//! Folder repository module.
//!
//! This module contains the folder repository, which reads folders
//! from the local store, resolves their type from the account
//! configuration and lists them for display.

use log::{debug, info, trace, warn};
use rusqlite::{params, params_from_iter, Connection, OptionalExtension, Row, ToSql};
use std::borrow::Cow;

use crate::{
    AccountConfig, DisplayFolder, DisplayFolders, Folder, FolderClass, FolderDetails, FolderMode,
    Folders,
};

use super::{Error, LocalStore, Result};

const SELECT_FOLDER: &str = "
    SELECT id, server_id, name
    FROM folders
    WHERE id = ?
";

const SELECT_REMOTE_FOLDERS: &str = "
    SELECT id, server_id, name
    FROM folders
    WHERE local_only = 0
";

const SELECT_FOLDER_ID: &str = "
    SELECT id
    FROM folders
    WHERE server_id = ?
";

const SELECT_FOLDER_SERVER_ID: &str = "
    SELECT server_id
    FROM folders
    WHERE id = ?
";

const SELECT_FOLDER_DETAILS: &str = "
    SELECT id, server_id, name, top_group, integrate, poll_class, display_class, notify_class, push_class
    FROM folders
";

const UPDATE_FOLDER_DETAILS: &str = "
    UPDATE folders
    SET top_group = ?, integrate = ?, poll_class = ?, display_class = ?, notify_class = ?, push_class = ?
    WHERE id = ?
";

const SELECT_DISPLAY_FOLDERS: &str = "
    SELECT id, server_id, name, top_group, (
        SELECT COUNT(messages.id)
        FROM messages
        WHERE messages.folder_id = folders.id
        AND messages.empty = 0
        AND messages.deleted = 0
        AND messages.read = 0
    ) AS unread_count
    FROM folders
";

/// Represents a folder details row, before its classes are parsed.
struct FolderDetailsRow {
    id: i64,
    server_id: String,
    name: String,
    top_group: bool,
    integrate: bool,
    poll_class: Option<String>,
    display_class: Option<String>,
    notify_class: Option<String>,
    push_class: Option<String>,
}

impl FolderDetailsRow {
    fn from_row(row: &Row) -> rusqlite::Result<Self> {
        Ok(Self {
            id: row.get(0)?,
            server_id: row.get(1)?,
            name: row.get(2)?,
            top_group: row.get(3)?,
            integrate: row.get(4)?,
            poll_class: row.get(5)?,
            display_class: row.get(6)?,
            notify_class: row.get(7)?,
            push_class: row.get(8)?,
        })
    }
}

pub struct FolderRepository<'a> {
    account_config: Cow<'a, AccountConfig>,
    store: LocalStore,
}

impl<'a> FolderRepository<'a> {
    pub fn new(account_config: Cow<'a, AccountConfig>, store: LocalStore) -> Self {
        Self {
            account_config,
            store,
        }
    }

    fn folder(&self, id: i64, server_id: String, name: String) -> Folder {
        Folder {
            kind: self.account_config.folder_type(&server_id),
            id,
            server_id,
            name,
        }
    }

    fn folder_details(&self, row: FolderDetailsRow) -> Result<FolderDetails> {
        Ok(FolderDetails {
            sync_class: FolderClass::from_stored(row.poll_class.as_deref())?,
            display_class: FolderClass::from_stored(row.display_class.as_deref())?,
            notify_class: FolderClass::from_stored(row.notify_class.as_deref())?,
            push_class: FolderClass::from_stored(row.push_class.as_deref())?,
            is_in_top_group: row.top_group,
            is_integrate: row.integrate,
            folder: self.folder(row.id, row.server_id, row.name),
        })
    }

    fn query_folders<P>(&self, db: &Connection, sql: &str, params: P) -> Result<Folders>
    where
        P: rusqlite::Params,
    {
        let rows = db
            .prepare(sql)?
            .query_map(params, |row| {
                Ok((
                    row.get::<_, i64>(0)?,
                    row.get::<_, String>(1)?,
                    row.get::<_, String>(2)?,
                ))
            })?
            .collect::<rusqlite::Result<Vec<_>>>()?;

        Ok(rows
            .into_iter()
            .map(|(id, server_id, name)| self.folder(id, server_id, name))
            .collect())
    }

    fn query_folder_details<P>(
        &self,
        db: &Connection,
        sql: &str,
        params: P,
    ) -> Result<Vec<FolderDetails>>
    where
        P: rusqlite::Params,
    {
        let rows = db
            .prepare(sql)?
            .query_map(params, FolderDetailsRow::from_row)?
            .collect::<rusqlite::Result<Vec<_>>>()?;

        rows.into_iter()
            .map(|row| self.folder_details(row))
            .collect()
    }

    /// Gets the folder matching the given id, if any.
    pub fn get_folder(&self, id: i64) -> Result<Option<Folder>> {
        self.store.read(|db| {
            let folder = self.query_folders(db, SELECT_FOLDER, [id])?.0.pop();
            Ok(folder)
        })
    }

    /// Lists the folders existing on the server side, meaning every
    /// folder not marked as local only.
    pub fn get_remote_folders(&self) -> Result<Folders> {
        let folders = self
            .store
            .read(|db| self.query_folders(db, SELECT_REMOTE_FOLDERS, []))?;

        debug!("found {} remote folders", folders.len());
        trace!("remote folders: {:#?}", folders);

        Ok(folders)
    }

    pub fn get_folder_id<S>(&self, server_id: S) -> Result<Option<i64>>
    where
        S: AsRef<str>,
    {
        self.store.read(|db| {
            let id = db
                .query_row(SELECT_FOLDER_ID, [server_id.as_ref()], |row| row.get(0))
                .optional()?;
            Ok(id)
        })
    }

    pub fn get_folder_server_id(&self, id: i64) -> Result<Option<String>> {
        self.store.read(|db| {
            let server_id = db
                .query_row(SELECT_FOLDER_SERVER_ID, [id], |row| row.get(0))
                .optional()?;
            Ok(server_id)
        })
    }

    /// Gets the details of the folder matching the given id. A
    /// missing folder is not an error.
    pub fn get_folder_details(&self, id: i64) -> Result<Option<FolderDetails>> {
        let sql = format!("{} WHERE id = ?", SELECT_FOLDER_DETAILS);
        self.store
            .read(|db| Ok(self.query_folder_details(db, &sql, [id])?.pop()))
    }

    /// Lists the details of all folders, in no particular order.
    pub fn get_all_folder_details(&self) -> Result<Vec<FolderDetails>> {
        self.store
            .read(|db| self.query_folder_details(db, SELECT_FOLDER_DETAILS, []))
    }

    /// Lists the details of the folders not marked as local only, in
    /// no particular order.
    pub fn get_remote_folder_details(&self) -> Result<Vec<FolderDetails>> {
        let sql = format!("{} WHERE local_only = 0", SELECT_FOLDER_DETAILS);
        self.store
            .read(|db| self.query_folder_details(db, &sql, []))
    }

    /// Overwrites the classification settings of the folder matching
    /// `details.folder.id`. The folder id, server id and name are
    /// left untouched.
    pub fn update_folder_details(&self, details: &FolderDetails) -> Result<()> {
        let updated = self.store.write(|tx| {
            let updated = tx.execute(
                UPDATE_FOLDER_DETAILS,
                params![
                    details.is_in_top_group,
                    details.is_integrate,
                    details.sync_class.as_str(),
                    details.display_class.as_str(),
                    details.notify_class.as_str(),
                    details.push_class.as_str(),
                    details.folder.id,
                ],
            )?;
            Ok(updated)
        })?;

        if updated == 0 {
            warn!("no folder with id {}, skipping details update", details.folder.id);
        } else {
            info!("updated details of folder {}", details.folder.server_id);
        }

        Ok(())
    }

    /// Lists the folders to display for the given mode, sorted and
    /// along with their unread count. Without mode, the display mode
    /// of the account is used.
    pub fn get_display_folders(&self, mode: Option<FolderMode>) -> Result<DisplayFolders> {
        let mode = mode.unwrap_or_else(|| self.account_config.folder_display_mode());
        debug!("listing display folders with mode {}", mode);

        let filter = mode.class_filter("display_class")?;
        let (sql, params) = match filter {
            None => (SELECT_DISPLAY_FOLDERS.to_owned(), vec![]),
            Some(filter) => (
                format!("{} WHERE {}", SELECT_DISPLAY_FOLDERS, filter.clause),
                filter.params,
            ),
        };
        trace!("display folders query: {}", sql);

        let rows = self.store.read(|db| {
            let rows = db
                .prepare(&sql)?
                .query_map(params_from_iter(params.iter()), |row| {
                    Ok((
                        row.get::<_, i64>(0)?,
                        row.get::<_, String>(1)?,
                        row.get::<_, String>(2)?,
                        row.get::<_, bool>(3)?,
                        row.get::<_, i64>(4)?,
                    ))
                })?
                .collect::<rusqlite::Result<Vec<_>>>()?;
            Ok(rows)
        })?;

        let mut folders: DisplayFolders = rows
            .into_iter()
            .map(|(id, server_id, name, top_group, unread_count)| DisplayFolder {
                folder: self.folder(id, server_id, name),
                is_in_top_group: top_group,
                unread_count: u64::try_from(unread_count).unwrap_or_default(),
            })
            .collect();
        folders.sort();

        debug!("found {} display folders", folders.len());
        trace!("display folders: {:#?}", folders);

        Ok(folders)
    }

    /// Lists the remote folders selected by the push mode of the
    /// account, sorted by name. The [`FolderMode::None`] push mode
    /// means push is disabled.
    pub fn get_push_folders(&self) -> Result<Folders> {
        let mode = self.account_config.folder_push_mode();
        if mode == FolderMode::None {
            debug!("push disabled, skipping push folders");
            return Ok(Folders::default());
        }

        let (sql, params) = match mode.class_filter("push_class")? {
            None => (SELECT_REMOTE_FOLDERS.to_owned(), vec![]),
            Some(filter) => (
                format!("{} AND {}", SELECT_REMOTE_FOLDERS, filter.clause),
                filter.params,
            ),
        };

        let mut folders = self
            .store
            .read(|db| self.query_folders(db, &sql, params_from_iter(params.iter())))?;
        folders.sort_by_name();

        debug!("found {} push folders with mode {}", folders.len(), mode);
        Ok(folders)
    }

    fn update_folder_column<S>(&self, server_id: S, column: &str, value: &dyn ToSql) -> Result<()>
    where
        S: AsRef<str>,
    {
        let server_id = server_id.as_ref();
        let sql = format!("UPDATE folders SET {} = ? WHERE server_id = ?", column);

        self.store.write(|tx| match tx.execute(&sql, params![value, server_id])? {
            0 => Err(Error::FindFolderByServerIdError(server_id.to_owned())),
            _ => Ok(()),
        })
    }

    /// Includes or excludes the folder from the unified inbox.
    pub fn set_integrate<S>(&self, server_id: S, integrate: bool) -> Result<()>
    where
        S: AsRef<str>,
    {
        let server_id = server_id.as_ref();
        self.update_folder_column(server_id, "integrate", &integrate)?;
        info!("set integrate of folder {} to {}", server_id, integrate);
        Ok(())
    }

    pub fn set_display_class<S>(&self, server_id: S, class: FolderClass) -> Result<()>
    where
        S: AsRef<str>,
    {
        let server_id = server_id.as_ref();
        self.update_folder_column(server_id, "display_class", &class.as_str())?;
        info!("set display class of folder {} to {}", server_id, class);
        Ok(())
    }

    pub fn set_sync_class<S>(&self, server_id: S, class: FolderClass) -> Result<()>
    where
        S: AsRef<str>,
    {
        let server_id = server_id.as_ref();
        self.update_folder_column(server_id, "poll_class", &class.as_str())?;
        info!("set sync class of folder {} to {}", server_id, class);
        Ok(())
    }

    pub fn set_notify_class<S>(&self, server_id: S, class: FolderClass) -> Result<()>
    where
        S: AsRef<str>,
    {
        let server_id = server_id.as_ref();
        self.update_folder_column(server_id, "notify_class", &class.as_str())?;
        info!("set notify class of folder {} to {}", server_id, class);
        Ok(())
    }
}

━━━━━━━━━━━━━━━━━━━━━━━━━━━━━━

■ **Instructions to follow**
The expected response is the material above given again line by line, from its first line to the line holding "const SELECT_FOLDER_DETAILS: &str", inclusive.

■ **Output for this exercise**
//! Folder repository module.
//!
//! This module contains the folder repository, which reads folders
//! from the local store, resolves their type from the account
//! configuration and lists them for display.

use log::{debug, info, trace, warn};
use rusqlite::{params, params_from_iter, Connection, OptionalExtension, Row, ToSql};
use std::borrow::Cow;

use crate::{
    AccountConfig, DisplayFolder, DisplayFolders, Folder, FolderClass, FolderDetails, FolderMode,
    Folders,
};

use super::{Error, LocalStore, Result};

const SELECT_FOLDER: &str = "
    SELECT id, server_id, name
    FROM folders
    WHERE id = ?
";

const SELECT_REMOTE_FOLDERS: &str = "
    SELECT id, server_id, name
    FROM folders
    WHERE local_only = 0
";

const SELECT_FOLDER_ID: &str = "
    SELECT id
    FROM folders
    WHERE server_id = ?
";

const SELECT_FOLDER_SERVER_ID: &str = "
    SELECT server_id
    FROM folders
    WHERE id = ?
";

const SELECT_FOLDER_DETAILS: &str = "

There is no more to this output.